» **Work request**
Take every line from the data that has the word "KafkaIngestError" in it.

[Stored data]
━━━━
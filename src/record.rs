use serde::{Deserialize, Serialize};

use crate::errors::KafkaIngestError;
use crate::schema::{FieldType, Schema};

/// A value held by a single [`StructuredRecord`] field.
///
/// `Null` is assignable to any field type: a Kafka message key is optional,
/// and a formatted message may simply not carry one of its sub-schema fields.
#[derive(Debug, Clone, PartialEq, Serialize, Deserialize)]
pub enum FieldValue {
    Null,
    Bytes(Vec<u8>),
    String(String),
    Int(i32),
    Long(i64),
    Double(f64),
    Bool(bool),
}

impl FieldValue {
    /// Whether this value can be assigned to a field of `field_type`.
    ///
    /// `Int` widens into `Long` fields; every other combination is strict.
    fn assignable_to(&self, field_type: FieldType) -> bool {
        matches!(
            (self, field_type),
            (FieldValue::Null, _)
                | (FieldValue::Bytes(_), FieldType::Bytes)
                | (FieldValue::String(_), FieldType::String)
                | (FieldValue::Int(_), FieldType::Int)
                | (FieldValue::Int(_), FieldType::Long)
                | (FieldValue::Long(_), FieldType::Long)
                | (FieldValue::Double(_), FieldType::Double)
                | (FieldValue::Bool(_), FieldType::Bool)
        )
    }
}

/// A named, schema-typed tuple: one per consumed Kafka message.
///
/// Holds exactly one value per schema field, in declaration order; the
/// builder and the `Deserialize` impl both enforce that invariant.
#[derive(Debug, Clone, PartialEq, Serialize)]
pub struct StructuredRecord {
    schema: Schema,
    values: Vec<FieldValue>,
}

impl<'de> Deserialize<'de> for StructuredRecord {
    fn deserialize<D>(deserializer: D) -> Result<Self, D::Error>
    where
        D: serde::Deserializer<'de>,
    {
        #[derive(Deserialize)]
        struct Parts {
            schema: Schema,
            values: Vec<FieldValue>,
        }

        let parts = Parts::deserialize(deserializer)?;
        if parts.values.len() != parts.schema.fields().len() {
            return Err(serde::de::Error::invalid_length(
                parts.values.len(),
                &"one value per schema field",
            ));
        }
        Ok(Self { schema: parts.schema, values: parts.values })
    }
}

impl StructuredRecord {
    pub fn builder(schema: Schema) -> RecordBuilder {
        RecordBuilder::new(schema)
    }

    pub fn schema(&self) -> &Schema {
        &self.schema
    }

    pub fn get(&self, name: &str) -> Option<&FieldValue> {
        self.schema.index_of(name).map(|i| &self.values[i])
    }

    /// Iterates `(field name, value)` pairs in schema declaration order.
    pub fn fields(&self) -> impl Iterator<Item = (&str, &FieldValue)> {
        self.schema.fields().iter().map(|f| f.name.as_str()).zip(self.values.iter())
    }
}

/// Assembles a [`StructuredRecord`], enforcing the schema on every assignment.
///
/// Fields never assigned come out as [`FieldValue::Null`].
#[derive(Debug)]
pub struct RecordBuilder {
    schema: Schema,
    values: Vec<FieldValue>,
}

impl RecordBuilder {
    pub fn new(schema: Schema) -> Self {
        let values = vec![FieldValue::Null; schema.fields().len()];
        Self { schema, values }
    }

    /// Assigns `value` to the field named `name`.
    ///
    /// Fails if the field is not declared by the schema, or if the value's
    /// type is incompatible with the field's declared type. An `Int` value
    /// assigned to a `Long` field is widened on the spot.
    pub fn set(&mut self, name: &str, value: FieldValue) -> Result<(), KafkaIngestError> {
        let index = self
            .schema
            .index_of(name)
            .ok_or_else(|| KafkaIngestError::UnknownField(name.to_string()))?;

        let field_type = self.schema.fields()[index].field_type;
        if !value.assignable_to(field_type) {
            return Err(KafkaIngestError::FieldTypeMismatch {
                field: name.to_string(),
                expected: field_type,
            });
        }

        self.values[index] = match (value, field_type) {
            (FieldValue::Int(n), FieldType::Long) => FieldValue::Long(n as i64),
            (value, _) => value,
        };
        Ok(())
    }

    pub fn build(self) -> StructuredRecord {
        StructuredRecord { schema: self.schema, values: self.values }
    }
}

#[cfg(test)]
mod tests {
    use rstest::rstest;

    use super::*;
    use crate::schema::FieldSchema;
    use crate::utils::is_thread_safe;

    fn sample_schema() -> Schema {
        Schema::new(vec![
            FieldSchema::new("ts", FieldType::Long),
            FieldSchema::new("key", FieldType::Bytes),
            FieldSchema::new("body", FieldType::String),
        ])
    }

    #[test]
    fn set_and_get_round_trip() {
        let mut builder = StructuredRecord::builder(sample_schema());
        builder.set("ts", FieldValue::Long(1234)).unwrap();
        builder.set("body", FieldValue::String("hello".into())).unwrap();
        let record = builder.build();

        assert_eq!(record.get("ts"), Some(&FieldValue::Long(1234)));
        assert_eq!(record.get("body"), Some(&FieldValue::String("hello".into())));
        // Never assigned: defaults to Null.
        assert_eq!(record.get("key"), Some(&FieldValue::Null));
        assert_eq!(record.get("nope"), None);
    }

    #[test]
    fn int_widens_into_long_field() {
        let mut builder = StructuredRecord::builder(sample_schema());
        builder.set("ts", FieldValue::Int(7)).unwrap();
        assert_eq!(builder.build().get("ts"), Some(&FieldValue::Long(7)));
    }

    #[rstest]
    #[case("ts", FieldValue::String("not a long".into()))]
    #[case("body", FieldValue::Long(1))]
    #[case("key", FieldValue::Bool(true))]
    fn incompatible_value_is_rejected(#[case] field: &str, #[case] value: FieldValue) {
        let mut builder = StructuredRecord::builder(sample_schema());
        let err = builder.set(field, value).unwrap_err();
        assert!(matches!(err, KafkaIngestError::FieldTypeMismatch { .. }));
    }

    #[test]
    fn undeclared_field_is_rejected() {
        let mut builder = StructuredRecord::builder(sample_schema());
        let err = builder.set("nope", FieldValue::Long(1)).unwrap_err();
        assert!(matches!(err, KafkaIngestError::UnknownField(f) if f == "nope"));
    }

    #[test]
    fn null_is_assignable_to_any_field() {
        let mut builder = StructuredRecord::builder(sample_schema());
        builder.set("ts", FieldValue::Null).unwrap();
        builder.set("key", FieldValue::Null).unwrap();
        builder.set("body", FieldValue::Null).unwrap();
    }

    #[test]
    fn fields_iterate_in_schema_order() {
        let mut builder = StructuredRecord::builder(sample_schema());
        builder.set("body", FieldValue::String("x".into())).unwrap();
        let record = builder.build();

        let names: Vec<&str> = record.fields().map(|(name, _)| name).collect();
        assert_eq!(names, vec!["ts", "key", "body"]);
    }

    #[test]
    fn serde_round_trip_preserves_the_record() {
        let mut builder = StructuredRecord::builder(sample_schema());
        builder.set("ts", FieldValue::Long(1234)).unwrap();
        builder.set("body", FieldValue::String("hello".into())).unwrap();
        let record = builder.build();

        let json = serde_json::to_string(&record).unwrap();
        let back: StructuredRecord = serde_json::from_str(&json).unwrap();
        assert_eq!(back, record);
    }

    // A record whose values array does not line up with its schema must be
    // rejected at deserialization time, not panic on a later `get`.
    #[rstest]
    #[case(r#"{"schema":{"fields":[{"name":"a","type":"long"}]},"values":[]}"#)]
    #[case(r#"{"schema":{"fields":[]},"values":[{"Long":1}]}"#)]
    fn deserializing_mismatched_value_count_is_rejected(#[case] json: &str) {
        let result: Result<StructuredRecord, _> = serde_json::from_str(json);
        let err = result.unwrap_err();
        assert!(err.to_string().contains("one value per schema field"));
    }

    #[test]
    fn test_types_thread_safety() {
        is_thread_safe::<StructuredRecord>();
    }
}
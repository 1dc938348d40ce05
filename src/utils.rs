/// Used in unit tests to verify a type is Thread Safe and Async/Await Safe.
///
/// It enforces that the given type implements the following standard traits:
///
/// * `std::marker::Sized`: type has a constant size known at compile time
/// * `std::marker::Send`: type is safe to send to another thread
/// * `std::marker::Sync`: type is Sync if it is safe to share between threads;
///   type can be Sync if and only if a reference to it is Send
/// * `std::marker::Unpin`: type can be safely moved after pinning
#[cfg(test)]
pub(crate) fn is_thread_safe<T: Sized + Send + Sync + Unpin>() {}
━━━━
» **Answer section**
use crate::errors::KafkaIngestError;
    pub fn set(&mut self, name: &str, value: FieldValue) -> Result<(), KafkaIngestError> {
            .ok_or_else(|| KafkaIngestError::UnknownField(name.to_string()))?;
            return Err(KafkaIngestError::FieldTypeMismatch {
        assert!(matches!(err, KafkaIngestError::FieldTypeMismatch { .. }));
        assert!(matches!(err, KafkaIngestError::UnknownField(f) if f == "nope"));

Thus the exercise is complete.